I was a bit blue after a 3 week stall, so I didn't blog for that period.
I feel great now. Pain is all but gone. I am still feeling a bit tired, but it may be more of life than surgery. I definately still need to work on fluid and vitamin intake, but usually getting around 70g of protein daily. I have not had a problem with anything I eat, other than getting things stuck if I eat too fast. Lesson Learned! I have made a ton of recipes and frozen induvidual portions. Trying to avoid burn out, and I just love to cook and find new recipes. After being stalled and even going up a couple of pounds (what's up with that?) I am happy to report I have lost 6 pounds this week, YEAH ME! I did lose inches at least the first week I was stalled and need to go shopping this weekend for some new pants. Mine just look ridiculous now.
Hard BMs have been my biggest problem lately. I bought stool softener yesterday, maybe I'll improve at vitamins since I see the value in in the SS.

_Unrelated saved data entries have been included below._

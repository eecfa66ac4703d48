//! Hetzner Cloud provider implementation

use crate::client::HetznerClient;
use crate::model::*;
use async_trait::async_trait;
use serde_json::{Value, json};
use shipyard_cloud::{
    BestEffort, CloudError, CloudProvider, DEVICE_PATH_POLL, Firewall, NETWORK_CIDR, Network,
    PollError, PollPolicy, Result, SUBNET_CIDR, Server, ServerCreateOptions, VOLUME_FILESYSTEM,
    Volume, VolumeCreateOptions, poll,
};
use shipyard_remote::RemoteExecutor;
use tokio_util::sync::CancellationToken;
use tracing::{debug, info};

const NETWORK_ZONE: &str = "eu-central";

/// Interval between `wait_for_server` lookups
const SERVER_POLL_SECS: u64 = 10;

/// Hetzner ids are integers; everything above this module passes strings
fn parse_id(id: &str) -> Result<u64> {
    id.parse::<u64>()
        .map_err(|_| CloudError::Validation(format!("invalid hetzner id: {}", id)))
}

/// Hetzner Cloud provider
pub struct HetznerProvider {
    client: HetznerClient,
}

/// Largest page the list endpoints serve
const MAX_PER_PAGE: u32 = 50;

/// List endpoints page at 25 items; the `name` filter finds a resource
/// wherever it sits
fn by_name(collection: &str, name: &str) -> String {
    format!("{}?name={}", collection, name)
}

impl HetznerProvider {
    pub fn new(token: impl Into<String>) -> Self {
        Self {
            client: HetznerClient::new(token),
        }
    }

    pub fn with_client(client: HetznerClient) -> Self {
        Self { client }
    }

    async fn find_network(&self, name: &str) -> Result<Option<HNetwork>> {
        let list: NetworksEnvelope = self.client.get(&by_name("/networks", name)).await?;
        Ok(list.networks.into_iter().find(|n| n.name == name))
    }

    async fn find_firewall(&self, name: &str) -> Result<Option<HFirewall>> {
        let list: FirewallsEnvelope = self.client.get(&by_name("/firewalls", name)).await?;
        Ok(list.firewalls.into_iter().find(|f| f.name == name))
    }

    async fn get_server(&self, id: u64) -> Result<HServer> {
        let env: ServerEnvelope = self.client.get(&format!("/servers/{}", id)).await?;
        Ok(env.server)
    }

    async fn server_type_exists(&self, name: &str) -> Result<bool> {
        let list: ServerTypesEnvelope = self.client.get("/server_types").await?;
        Ok(list.server_types.iter().any(|t| t.name == name))
    }

    async fn location_exists(&self, name: &str) -> Result<bool> {
        let list: LocationsEnvelope = self.client.get("/locations").await?;
        Ok(list.locations.iter().any(|l| l.name == name))
    }

    async fn image_exists(&self, name: &str) -> Result<bool> {
        let list: ImagesEnvelope = self.client.get(&format!("/images?name={}", name)).await?;
        Ok(!list.images.is_empty())
    }
}

#[async_trait]
impl CloudProvider for HetznerProvider {
    fn name(&self) -> &str {
        "hetzner"
    }

    async fn find_or_create_network(&self, name: &str) -> Result<Network> {
        if let Some(existing) = self.find_network(name).await? {
            debug!(network = %name, id = existing.id, "Network already exists");
            return Ok(existing.into());
        }

        info!(network = %name, "Creating network");
        let body = CreateNetwork {
            name,
            ip_range: NETWORK_CIDR,
            subnets: vec![Subnet {
                kind: "cloud",
                ip_range: SUBNET_CIDR,
                network_zone: NETWORK_ZONE,
            }],
        };
        let created: NetworkEnvelope = self.client.post("/networks", &body).await?;
        Ok(created.network.into())
    }

    async fn get_network_by_name(&self, name: &str) -> Result<Network> {
        self.find_network(name)
            .await?
            .map(Into::into)
            .ok_or_else(|| CloudError::Network(format!("network not found: {}", name)))
    }

    async fn delete_network(&self, id: &str) -> Result<()> {
        self.client
            .delete(&format!("/networks/{}", parse_id(id)?))
            .await
    }

    async fn find_or_create_firewall(&self, name: &str) -> Result<Firewall> {
        if let Some(existing) = self.find_firewall(name).await? {
            debug!(firewall = %name, id = existing.id, "Firewall already exists");
            return Ok(existing.into());
        }

        info!(firewall = %name, "Creating firewall");
        let body = CreateFirewall {
            name,
            rules: vec![FirewallRule {
                direction: "in",
                protocol: "tcp",
                port: "22",
                source_ips: vec!["0.0.0.0/0", "::/0"],
            }],
        };
        let created: FirewallEnvelope = self.client.post("/firewalls", &body).await?;
        Ok(created.firewall.into())
    }

    async fn get_firewall_by_name(&self, name: &str) -> Result<Firewall> {
        self.find_firewall(name)
            .await?
            .map(Into::into)
            .ok_or_else(|| CloudError::Firewall(format!("firewall not found: {}", name)))
    }

    async fn delete_firewall(&self, id: &str) -> Result<()> {
        self.client
            .delete(&format!("/firewalls/{}", parse_id(id)?))
            .await
    }

    async fn find_server(&self, name: &str) -> Result<Option<Server>> {
        let list: ServersEnvelope = self.client.get(&by_name("/servers", name)).await?;
        Ok(list
            .servers
            .into_iter()
            .find(|s| s.name == name)
            .map(Into::into))
    }

    async fn find_server_by_id(&self, id: &str) -> Result<Option<Server>> {
        match self.get_server(parse_id(id)?).await {
            Ok(server) => Ok(Some(server.into())),
            Err(e) if e.is_not_found() => Ok(None),
            Err(e) => Err(e),
        }
    }

    async fn list_servers(&self) -> Result<Vec<Server>> {
        let list: ServersEnvelope = self.client.get(&format!("/servers?per_page={}", MAX_PER_PAGE)).await?;
        Ok(list.servers.into_iter().map(Into::into).collect())
    }

    #[tracing::instrument(skip(self, opts), fields(server = %opts.name))]
    async fn create_server(&self, opts: &ServerCreateOptions) -> Result<Server> {
        if let Some(existing) = self.find_server(&opts.name).await? {
            debug!(id = %existing.id, "Server already exists");
            return Ok(existing);
        }

        if !self.server_type_exists(&opts.server_type).await? {
            return Err(CloudError::Validation(format!(
                "invalid server type: {}",
                opts.server_type
            )));
        }
        if !self.image_exists(&opts.image).await? {
            return Err(CloudError::Validation(format!(
                "invalid image: {}",
                opts.image
            )));
        }
        if !self.location_exists(&opts.location).await? {
            return Err(CloudError::Validation(format!(
                "invalid location: {}",
                opts.location
            )));
        }

        let networks = match opts.network_id.as_deref().filter(|id| !id.is_empty()) {
            Some(id) => vec![parse_id(id)?],
            None => Vec::new(),
        };
        let firewalls = match opts.firewall_id.as_deref().filter(|id| !id.is_empty()) {
            Some(id) => vec![FirewallRef {
                firewall: parse_id(id)?,
            }],
            None => Vec::new(),
        };

        info!(server_type = %opts.server_type, location = %opts.location, "Creating server");
        let body = CreateServer {
            name: &opts.name,
            server_type: &opts.server_type,
            image: &opts.image,
            location: &opts.location,
            user_data: opts.user_data.as_deref(),
            start_after_create: true,
            networks,
            firewalls,
        };
        let created: ServerEnvelope = self.client.post("/servers", &body).await?;
        Ok(created.server.into())
    }

    async fn wait_for_server(
        &self,
        id: &str,
        max_attempts: u32,
        cancel: &CancellationToken,
    ) -> Result<Server> {
        let server_id = parse_id(id)?;
        let result = poll(
            PollPolicy::secs(max_attempts, SERVER_POLL_SECS),
            "server running",
            cancel,
            || async move {
                let server: Server = self.get_server(server_id).await?.into();
                Ok::<_, CloudError>(server.is_ready().then_some(server))
            },
        )
        .await;

        result.map_err(|e| match e {
            PollError::Exhausted { attempts, .. } => CloudError::ServerCreation(format!(
                "server did not become running after {} attempts",
                attempts
            )),
            other => other.into(),
        })
    }

    #[tracing::instrument(skip(self))]
    async fn delete_server(&self, id: &str) -> Result<BestEffort> {
        let server_id = parse_id(id)?;
        let mut report = BestEffort::new();
        let server = self.get_server(server_id).await?;

        let firewalls: Option<FirewallsEnvelope> =
            report.record(
                "list firewalls",
                self.client
                    .get(&format!("/firewalls?per_page={}", MAX_PER_PAGE))
                    .await,
            );
        for fw in firewalls
            .map(|f| f.firewalls)
            .unwrap_or_default()
            .into_iter()
            .filter(|fw| fw.is_applied_to_server(server_id))
        {
            let body = json!({
                "remove_from": [{ "type": "server", "server": { "id": server_id } }]
            });
            let result: Result<Value> = self
                .client
                .post(
                    &format!("/firewalls/{}/actions/remove_from_resources", fw.id),
                    &body,
                )
                .await;
            report.record(format!("remove firewall {} from server", fw.name), result);
        }

        for net in &server.private_net {
            let result: Result<Value> = self
                .client
                .post(
                    &format!("/servers/{}/actions/detach_from_network", server_id),
                    &json!({ "network": net.network }),
                )
                .await;
            report.record(format!("detach server from network {}", net.network), result);
        }

        info!(server = %server.name, "Deleting server");
        self.client
            .delete(&format!("/servers/{}", server_id))
            .await?;
        Ok(report)
    }

    async fn create_volume(&self, opts: &VolumeCreateOptions) -> Result<Volume> {
        if let Some(existing) = self.get_volume_by_name(&opts.name).await? {
            debug!(volume = %opts.name, id = %existing.id, "Volume already exists");
            return Ok(existing);
        }

        let server = match self.get_server(parse_id(&opts.server_id)?).await {
            Ok(server) => server,
            Err(e) if e.is_not_found() => {
                return Err(CloudError::Volume(format!(
                    "server not found: {}",
                    opts.server_id
                )));
            }
            Err(e) => return Err(e),
        };
        let location = server
            .datacenter
            .map(|dc| dc.location.name)
            .ok_or_else(|| {
                CloudError::Volume(format!("server {} has no location", opts.server_id))
            })?;

        info!(volume = %opts.name, size_gb = opts.size_gb, location = %location, "Creating volume");
        let body = CreateVolume {
            name: &opts.name,
            size: opts.size_gb,
            location: &location,
            format: VOLUME_FILESYSTEM,
        };
        let created: VolumeEnvelope = self.client.post("/volumes", &body).await?;
        Ok(created.volume.into())
    }

    async fn get_volume(&self, id: &str) -> Result<Option<Volume>> {
        let result: Result<VolumeEnvelope> = self
            .client
            .get(&format!("/volumes/{}", parse_id(id)?))
            .await;
        match result {
            Ok(env) => Ok(Some(env.volume.into())),
            Err(e) if e.is_not_found() => Ok(None),
            Err(e) => Err(e),
        }
    }

    async fn get_volume_by_name(&self, name: &str) -> Result<Option<Volume>> {
        let list: VolumesEnvelope = self.client.get(&by_name("/volumes", name)).await?;
        Ok(list
            .volumes
            .into_iter()
            .find(|v| v.name == name)
            .map(Into::into))
    }

    async fn delete_volume(&self, id: &str) -> Result<()> {
        self.client
            .delete(&format!("/volumes/{}", parse_id(id)?))
            .await
    }

    async fn attach_volume(&self, volume_id: &str, server_id: &str) -> Result<()> {
        let volume = self
            .get_volume(volume_id)
            .await?
            .ok_or_else(|| CloudError::Volume(format!("volume not found: {}", volume_id)))?;

        if volume.is_attached_to(server_id) {
            debug!(volume = %volume.name, "Volume already attached");
            return Ok(());
        }
        if volume.is_attached() {
            return Err(CloudError::Volume(format!(
                "volume {} is attached to another server",
                volume.name
            )));
        }

        let _: Value = self
            .client
            .post(
                &format!("/volumes/{}/actions/attach", parse_id(volume_id)?),
                &json!({ "server": parse_id(server_id)? }),
            )
            .await?;
        Ok(())
    }

    async fn detach_volume(&self, volume_id: &str) -> Result<()> {
        let _: Value = self
            .client
            .post(
                &format!("/volumes/{}/actions/detach", parse_id(volume_id)?),
                &json!({}),
            )
            .await?;
        Ok(())
    }

    async fn wait_for_device_path(
        &self,
        volume_id: &str,
        _remote: &dyn RemoteExecutor,
        cancel: &CancellationToken,
    ) -> Result<Option<String>> {
        // The API reports linux_device once the attach action has finished
        let result = poll(DEVICE_PATH_POLL, "volume device path", cancel, || async move {
            Ok::<_, CloudError>(
                self.get_volume(volume_id)
                    .await?
                    .and_then(|v| v.device_path),
            )
        })
        .await;

        match result {
            Ok(path) => Ok(Some(path)),
            Err(PollError::Exhausted { .. }) => Ok(None),
            Err(e) => Err(e.into()),
        }
    }

    async fn validate_credentials(&self) -> Result<()> {
        match self.client.get::<ServerTypesEnvelope>("/server_types").await {
            Ok(_) => Ok(()),
            Err(CloudError::Authentication(msg)) => Err(CloudError::Validation(format!(
                "hetzner credentials invalid: {}",
                msg
            ))),
            Err(e) => Err(e),
        }
    }

    async fn validate_instance_type(&self, instance_type: &str) -> Result<()> {
        if self.server_type_exists(instance_type).await? {
            Ok(())
        } else {
            Err(CloudError::Validation(format!(
                "invalid hetzner server type: {}",
                instance_type
            )))
        }
    }

    async fn validate_region(&self, region: &str) -> Result<()> {
        if self.location_exists(region).await? {
            Ok(())
        } else {
            Err(CloudError::Validation(format!(
                "invalid hetzner location: {}",
                region
            )))
        }
    }
}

I hope this weight loss rate continues for the next week at least. I had a goal of 250 by my birthday - in 5 days. I think it will take a week longer, but even being in the 250s is huge for me. I think it has been a dozen yesrs since I have been. I notice less pain in my knees and ankle. I haven't felt any of my sciatic pain and the weirdest thing - I HAVE NAILS! I have always been a biter, and I keep telling people I wasn't even trying. I do recall thinking if I bite my nails and swallow, it would scratch my pouch. I was in so much pain the first two weeks, I didn't want to add any more. Now I don't think about it, they are just there (and painted purple).
I need to work on getting on the treadmill at least every other day, I look at it and think about it, but only actually do it once a week now. Maybe I will just plan on adding a day a week for now. Yep, I can do that.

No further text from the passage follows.